§ **Input material**:
────────────────────────────────────────

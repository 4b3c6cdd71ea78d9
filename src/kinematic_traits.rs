extern crate nalgebra as na;

use std::collections::HashMap;
use na::Isometry3;
use crate::frame::Frame;
use crate::frame_system::FrameSystemError;

/// Pose is used for the pose of every frame, relative to some other frame. It contains both
/// Cartesian position (millimeters) and rotation quaternion.
/// ```
/// extern crate nalgebra as na;
/// use na::{Isometry3, Translation3, UnitQuaternion, Vector3};
///
/// type Pose = Isometry3<f64>;
///
/// let translation = Translation3::new(500.0, 0.0, 300.0);
/// let rotation = UnitQuaternion::from_axis_angle(&Vector3::z_axis(), 0.5);
/// let transform = Pose::from_parts(translation, rotation);
/// ```
pub type Pose = Isometry3<f64>;

/// Input values of the articulated frame or of the whole kinematic chain. Revolute joints
/// take radians, prismatic joints take millimeters.
pub type Inputs = Vec<f64>;

/// Inputs for every articulated frame of the frame system, keyed by frame name.
/// Static frames do not need an entry.
pub type InputsByFrame = HashMap<String, Inputs>;

/// Name of the root frame of every frame system.
pub const WORLD: &str = "world";

/// Forward kinematics of an ordered chain of frames. Inverse kinematics is built on top
/// of this trait (see [crate::ik]) so anything that can be composed frame by frame can
/// also be solved.
pub trait Kinematics: Send + Sync {
    /// The frames of the chain, from the one attached to the solving frame to the tip.
    fn frames(&self) -> &[Frame];

    /// Total number of inputs, sum of per-frame degrees of freedom.
    fn dof(&self) -> usize {
        self.frames().iter().map(|frame| frame.dof()).sum()
    }

    /// Pose of the chain tip relative to the frame the chain is attached to.
    fn forward(&self, inputs: &[f64]) -> Result<Pose, FrameSystemError> {
        let poses = self.forward_with_frame_poses(inputs)?;
        Ok(poses.last().copied().unwrap_or_else(Pose::identity))
    }

    /// Poses of every frame of the chain, in chain order, relative to the frame the
    /// chain is attached to.
    fn forward_with_frame_poses(&self, inputs: &[f64]) -> Result<Vec<Pose>, FrameSystemError>;
}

────────────────────────────────────────

§ **What you have to do**:
Each line in the records that carries "HashMap" must be copied out.

§ **Solution to this problem**:
use std::collections::HashMap;
pub type InputsByFrame = HashMap<String, Inputs>;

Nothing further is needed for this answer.